Rowe wouldn't give his age (``you can call me `sir' ''), but admitted giving lessons as far back as the '40s and '50s, when accordion lessons were as popular a pre-teen rite of passage - some say, punishment - as piano lessons.
At one time, Rowe taught hundreds of Roanoke boys and girls everything from "Lady of Spain'' to "Song of the Volga Boatmen.'' Now, the accordion has gone the way of the pogo stick.
Russ is currently Rowe's only student, though that doesn't stop the taskmaster from ordering, "It's time to do some woodshedding.'' That's Rowe's way of ordering Russ to practice, practice, practice.
"I can't verify how much he practices, but he's done pretty well,'' Rowe said. "I'm a nut on theory, so he knows what he's doing.''
Told that Russ practices religiously, in public, Rowe said, "That's good, I guess. A lot of people wouldn't do that.''
When it's cold or rainy, Russ practices in the youth room of Christ Episcopal Church. But he prefers the outdoors.
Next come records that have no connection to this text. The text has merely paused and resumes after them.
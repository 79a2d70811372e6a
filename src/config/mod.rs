//! # Configuration Management
//!
//! Configuration is layered: built-in defaults, then an optional YAML or TOML
//! file, then environment variables prefixed with `CREDPLANE` using `__` as
//! the section separator:
//!
//! ```text
//! CREDPLANE__PROVISIONING__USERNAME=svc_orders
//! CREDPLANE__SECRETS__BACKEND=vault
//! CREDPLANE__INVENTORY__ENGINES=postgres,aurora-postgresql
//! ```

#[cfg(feature = "aws")]
pub mod aws;
pub mod settings;

pub use settings::{
    AppConfig, DatabaseConfig, InventoryConfig, InventorySource, ObservabilityConfig,
    ProvisioningConfig, SecretBackendKind, SecretsConfig,
};

use crate::errors::Result;
use std::path::Path;

pub const ENV_PREFIX: &str = "CREDPLANE";

/// Load and validate configuration from an optional file and the environment.
pub fn load_config(path: Option<&Path>) -> Result<AppConfig> {
    let mut builder = config::Config::builder();

    if let Some(path) = path {
        builder = builder.add_source(config::File::from(path).required(true));
    }

    builder = builder.add_source(
        config::Environment::with_prefix(ENV_PREFIX)
            .prefix_separator("__")
            .separator("__")
            .list_separator(",")
            .with_list_parse_key("inventory.engines")
            .try_parsing(true),
    );

    let config: AppConfig = builder.build()?.try_deserialize()?;
    config.validate()?;
    Ok(config)
}
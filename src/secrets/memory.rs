//! In-process secret store.
//!
//! Keeps every version of every secret in memory with sequential version ids
//! (`v1`, `v2`, ...). Starts empty, so it holds no admin credentials; it
//! backs library embedding and tests, and `credplane run` refuses it.

use async_trait::async_trait;
use std::collections::HashMap;
use tokio::sync::RwLock;

use super::client::SecretStore;
use super::error::{Result, SecretsError};
use super::types::{SecretString, StoredSecret};

#[derive(Debug, Default)]
struct Versions {
    values: Vec<SecretString>,
}

impl Versions {
    fn current(&self) -> Option<StoredSecret> {
        self.values
            .last()
            .map(|value| StoredSecret::new(value.clone(), version_id(self.values.len())))
    }
}

fn version_id(n: usize) -> String {
    format!("v{}", n)
}

/// Versioned in-memory secret store.
#[derive(Debug, Default)]
pub struct InMemorySecretStore {
    secrets: RwLock<HashMap<String, Versions>>,
}

impl InMemorySecretStore {
    pub fn new() -> Self {
        Self::default()
    }

    /// Seed a secret with an initial value, replacing any history.
    pub async fn insert(&self, id: impl Into<String>, value: impl Into<SecretString>) {
        let mut secrets = self.secrets.write().await;
        secrets.insert(id.into(), Versions { values: vec![value.into()] });
    }

    /// Number of versions written for `id` (0 if absent).
    pub async fn version_count(&self, id: &str) -> usize {
        self.secrets.read().await.get(id).map_or(0, |v| v.values.len())
    }

    /// Ids of all stored secrets, sorted.
    pub async fn secret_ids(&self) -> Vec<String> {
        let mut ids: Vec<String> = self.secrets.read().await.keys().cloned().collect();
        ids.sort();
        ids
    }
}

fn validate_id(id: &str) -> Result<()> {
    if id.trim().is_empty() {
        return Err(SecretsError::invalid_key(id, "secret id cannot be empty"));
    }
    Ok(())
}

#[async_trait]
impl SecretStore for InMemorySecretStore {
    async fn get_secret(&self, id: &str) -> Result<Option<StoredSecret>> {
        validate_id(id)?;
        Ok(self.secrets.read().await.get(id).and_then(Versions::current))
    }

    async fn create_secret(&self, id: &str, value: &str) -> Result<String> {
        validate_id(id)?;
        let mut secrets = self.secrets.write().await;
        if secrets.contains_key(id) {
            return Err(SecretsError::conflict(id, "secret already exists"));
        }
        secrets.insert(id.to_string(), Versions { values: vec![SecretString::new(value)] });
        Ok(version_id(1))
    }

    async fn put_secret_value(&self, id: &str, value: &str) -> Result<String> {
        validate_id(id)?;
        let mut secrets = self.secrets.write().await;
        let versions = secrets.get_mut(id).ok_or_else(|| SecretsError::not_found(id))?;
        versions.values.push(SecretString::new(value));
        Ok(version_id(versions.values.len()))
    }

    fn backend_name(&self) -> &'static str {
        "memory"
    }
}
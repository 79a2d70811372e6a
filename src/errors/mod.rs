//! # Error Handling
//!
//! Crate-level error types for credplane. Errors that abort a whole run
//! (discovery, configuration) live here; per-instance failures are modelled
//! separately in [`crate::provisioning::ProvisionError`] so that one bad
//! instance is folded into the run report instead of propagating.

pub mod types;

pub use types::{CredplaneError, Result};
//! Output formatting for CLI commands
//!
//! Reports and inventories render as a plain text table, JSON or YAML.

use std::io::IsTerminal;

use anyhow::{Context, Result};
use clap::ValueEnum;
use owo_colors::OwoColorize;
use serde::Serialize;

use crate::inventory::InstanceRecord;
use crate::provisioning::{ReportEntry, RunReport};

/// Output format options
#[derive(Debug, Clone, Copy, PartialEq, Eq, Default, ValueEnum)]
pub enum OutputFormat {
    #[default]
    Text,
    Json,
    Yaml,
}

/// Print data as JSON
pub fn print_json<T: Serialize>(data: &T) -> Result<()> {
    let json = serde_json::to_string_pretty(data).context("Failed to serialize to JSON")?;
    println!("{}", json);
    Ok(())
}

/// Print data as YAML
pub fn print_yaml<T: Serialize>(data: &T) -> Result<()> {
    let yaml = serde_yaml::to_string(data).context("Failed to serialize to YAML")?;
    println!("{}", yaml);
    Ok(())
}

/// Truncate string to maximum length with ellipsis
pub fn truncate(s: &str, max_len: usize) -> String {
    if s.chars().count() <= max_len {
        s.to_string()
    } else {
        let kept: String = s.chars().take(max_len.saturating_sub(3)).collect();
        format!("{}...", kept)
    }
}

fn table_header(columns: &[(&str, usize)]) -> String {
    let mut header = String::new();
    for (name, width) in columns {
        header.push_str(&format!("{:<width$} ", name, width = width));
    }
    let total_width: usize = columns.iter().map(|(_, w)| w + 1).sum();
    format!("{}\n{}\n", header.trim_end(), "-".repeat(total_width.saturating_sub(1)))
}

const REPORT_COLUMNS: [(&str, usize); 4] =
    [("INSTANCE", 32), ("DECISION", 18), ("PROBE", 22), ("RESULT", 0)];

fn entry_result(entry: &ReportEntry) -> String {
    match (&entry.error, &entry.secret) {
        (Some(error), _) => format!("error: {}", error),
        (None, Some(secret)) => {
            format!("secret {} ({})", variant_label(&secret.action), secret.version_id)
        }
        (None, None) => "ok".to_string(),
    }
}

fn variant_label<T: Serialize>(value: &T) -> String {
    serde_json::to_value(value)
        .ok()
        .and_then(|v| v.as_str().map(str::to_string))
        .unwrap_or_default()
}

/// Render a run report as a text table with a summary line.
pub fn render_report_text(report: &RunReport, color: bool) -> String {
    let mut out = table_header(&REPORT_COLUMNS);

    for entry in report.entries() {
        let probe = entry.probe.as_ref().map(|p| p.as_str()).unwrap_or("-");
        let result = entry_result(entry);
        let result = match (color, entry.is_errored()) {
            (false, _) => result,
            (true, true) => result.red().to_string(),
            (true, false) if entry.decision.is_apply() => result.green().to_string(),
            (true, false) => result,
        };
        out.push_str(&format!(
            "{:<32} {:<18} {:<22} {}\n",
            truncate(&entry.instance, 32),
            entry.decision.as_str(),
            probe,
            result
        ));
    }

    let summary = report.summary();
    out.push_str(&format!(
        "\nmode={} total={} skipped={} unchanged={} created={} updated={} errored={}\n",
        report.mode(),
        summary.total,
        summary.skipped,
        summary.unchanged,
        summary.created,
        summary.updated,
        summary.errored
    ));
    out
}

/// Colors are for terminals only; `NO_COLOR` turns them off there too.
fn use_color(is_terminal: bool, no_color: Option<std::ffi::OsString>) -> bool {
    is_terminal && !no_color.is_some_and(|value| !value.is_empty())
}

/// Print a run report in the requested format
pub fn print_report(report: &RunReport, format: OutputFormat) -> Result<()> {
    match format {
        OutputFormat::Json => print_json(&report.document()),
        OutputFormat::Yaml => print_yaml(&report.document()),
        OutputFormat::Text => {
            let color = use_color(std::io::stdout().is_terminal(), std::env::var_os("NO_COLOR"));
            print!("{}", render_report_text(report, color));
            Ok(())
        }
    }
}

#[derive(Debug, Serialize)]
struct InventoryRow<'a> {
    #[serde(flatten)]
    instance: &'a InstanceRecord,
    role: &'static str,
}

fn role(instance: &InstanceRecord) -> &'static str {
    if instance.is_replica() {
        "replica"
    } else {
        "primary"
    }
}

/// Render discovered instances as a text table.
pub fn render_inventory_text(instances: &[InstanceRecord]) -> String {
    let mut out = table_header(&[("INSTANCE", 32), ("ROLE", 8), ("ENGINE", 18), ("ENDPOINT", 0)]);
    for instance in instances {
        let endpoint = match &instance.source_instance {
            Some(source) if instance.is_replica() => format!("{} (source: {})", instance.endpoint, source),
            _ => instance.endpoint.to_string(),
        };
        out.push_str(&format!(
            "{:<32} {:<8} {:<18} {}\n",
            truncate(&instance.identifier, 32),
            role(instance),
            instance.engine,
            endpoint
        ));
    }
    out
}

/// Print discovered instances in the requested format
pub fn print_inventory(instances: &[InstanceRecord], format: OutputFormat) -> Result<()> {
    let rows: Vec<InventoryRow<'_>> =
        instances.iter().map(|instance| InventoryRow { instance, role: role(instance) }).collect();
    match format {
        OutputFormat::Json => print_json(&rows),
        OutputFormat::Yaml => print_yaml(&rows),
        OutputFormat::Text => {
            print!("{}", render_inventory_text(instances));
            Ok(())
        }
    }
}
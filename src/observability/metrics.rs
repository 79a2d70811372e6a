//! # Provisioning Metrics
//!
//! Counters emitted through the `metrics` facade. Nothing is exported unless
//! the embedding process installs a recorder.

use metrics::{counter, describe_counter};

use crate::database::ProbeOutcome;
use crate::provisioning::{Decision, ProvisionError};

pub const DECISIONS_TOTAL: &str = "credplane_decisions_total";
pub const INSTANCE_ERRORS_TOTAL: &str = "credplane_instance_errors_total";
pub const PROBE_OUTCOMES_TOTAL: &str = "credplane_probe_outcomes_total";

/// Register metric descriptions with the installed recorder.
pub fn describe_metrics() {
    describe_counter!(DECISIONS_TOTAL, "Provisioning decisions by kind");
    describe_counter!(INSTANCE_ERRORS_TOTAL, "Instances that ended a run errored, by error kind");
    describe_counter!(PROBE_OUTCOMES_TOTAL, "Credential probe outcomes");
}

/// Records provisioning activity
#[derive(Debug, Clone, Default)]
pub struct ProvisioningMetrics;

impl ProvisioningMetrics {
    pub fn new() -> Self {
        Self
    }

    pub fn record_probe(&self, outcome: &ProbeOutcome) {
        counter!(PROBE_OUTCOMES_TOTAL, "outcome" => outcome.as_str()).increment(1);
    }

    pub fn record_decision(&self, decision: Decision) {
        counter!(DECISIONS_TOTAL, "decision" => decision.as_str()).increment(1);
    }

    pub fn record_error(&self, error: &ProvisionError) {
        counter!(INSTANCE_ERRORS_TOTAL, "kind" => error.kind()).increment(1);
    }
}
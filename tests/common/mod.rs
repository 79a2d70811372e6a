//! Common test utilities for all integration tests.
//!
//! Provides an in-memory database fleet and secret store wrappers so the
//! provisioning engine can be driven end to end without live services.

#![allow(dead_code)]
#![allow(clippy::duplicate_mod)]

pub mod fleet;

use std::sync::Arc;
use std::time::Duration;

use credplane::credentials::PasswordGenerator;
use credplane::inventory::{InstanceDescriptor, InstanceInventory, StaticControlPlane};
use credplane::provisioning::{Collaborators, ProvisioningEngine, RunConfig, RunMode};
use credplane::secrets::{SecretStore, SecretSynchronizer};

pub use fleet::{FailingSecretStore, FakeFleet, FakeInstance};

pub const USERNAME: &str = "app_service";

pub fn primary(id: &str) -> InstanceDescriptor {
    InstanceDescriptor {
        identifier: Some(id.to_string()),
        host: Some(format!("{}.db.internal", id)),
        port: Some(5432),
        engine: Some("postgres".to_string()),
        database_name: Some("app".to_string()),
        source_instance: None,
    }
}

pub fn replica(id: &str, source: &str) -> InstanceDescriptor {
    InstanceDescriptor { source_instance: Some(source.to_string()), ..primary(id) }
}

/// Build an engine over `descriptors` backed by `fleet` and `store`.
pub fn engine(
    mode: RunMode,
    descriptors: Vec<InstanceDescriptor>,
    fleet: &Arc<FakeFleet>,
    store: Arc<dyn SecretStore>,
) -> ProvisioningEngine {
    engine_with_concurrency(mode, descriptors, fleet, store, 4)
}

pub fn engine_with_concurrency(
    mode: RunMode,
    descriptors: Vec<InstanceDescriptor>,
    fleet: &Arc<FakeFleet>,
    store: Arc<dyn SecretStore>,
    concurrency: usize,
) -> ProvisioningEngine {
    let inventory = InstanceInventory::new(
        Arc::new(StaticControlPlane::new(descriptors)),
        vec!["postgres".to_string(), "aurora-postgresql".to_string()],
    );
    ProvisioningEngine::new(
        RunConfig::new(mode, USERNAME).with_concurrency(concurrency),
        Collaborators {
            inventory,
            prober: fleet.clone(),
            users: fleet.clone(),
            secrets: SecretSynchronizer::new(store, Duration::from_secs(2)),
            generator: PasswordGenerator::default(),
        },
    )
}
//! Utility functions and helpers

use std::future::Future;
use std::time::Duration;
use tokio_util::sync::CancellationToken;

/// Result of running a future under a deadline and a cancellation token.
#[derive(Debug, PartialEq, Eq)]
pub enum Bounded<T> {
    Completed(T),
    TimedOut,
    Cancelled,
}

/// Run `fut` until it completes, `limit` elapses, or `cancel` fires.
///
/// Cancellation wins over completion when both are ready. Dropping the
/// future on timeout or cancellation drops whatever connection it owned.
pub async fn bounded<F, T>(fut: F, limit: Duration, cancel: &CancellationToken) -> Bounded<T>
where
    F: Future<Output = T>,
{
    tokio::select! {
        biased;
        _ = cancel.cancelled() => Bounded::Cancelled,
        res = tokio::time::timeout(limit, fut) => match res {
            Ok(value) => Bounded::Completed(value),
            Err(_) => Bounded::TimedOut,
        },
    }
}

/// Milliseconds in a duration, saturating.
pub fn duration_ms(duration: Duration) -> u64 {
    u64::try_from(duration.as_millis()).unwrap_or(u64::MAX)
}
He doesn't mind wearing sunglasses - to keep the summer gnats out of his face - or the occasional stowaway caterpillar that rides back to the office in his hair.
He likes his little corner of Smith Park. He's even gotten used to the noise the train cars make sitting there at a halt - all that mysterious clanging, groaning and rattling around.
As he stood there playing on a recent weekday, the trains made a peculiar, rhythmic back-up for his Navajo folk song. When he finished, the Norfolk-Southern work whistle made its 12:30 call, as if on cue.
"That tells me I need to get back to work in 15 minutes,'' he says.
A bicyclist whizzes by, then a few joggers. They stare for a minute, curiously, then keep going.
Russ Bennett plays one last song, "The Man on the Flying Trapeze.''
Then he packs his accordion into its ancient case and heads back to work, his concert in the park over, for today.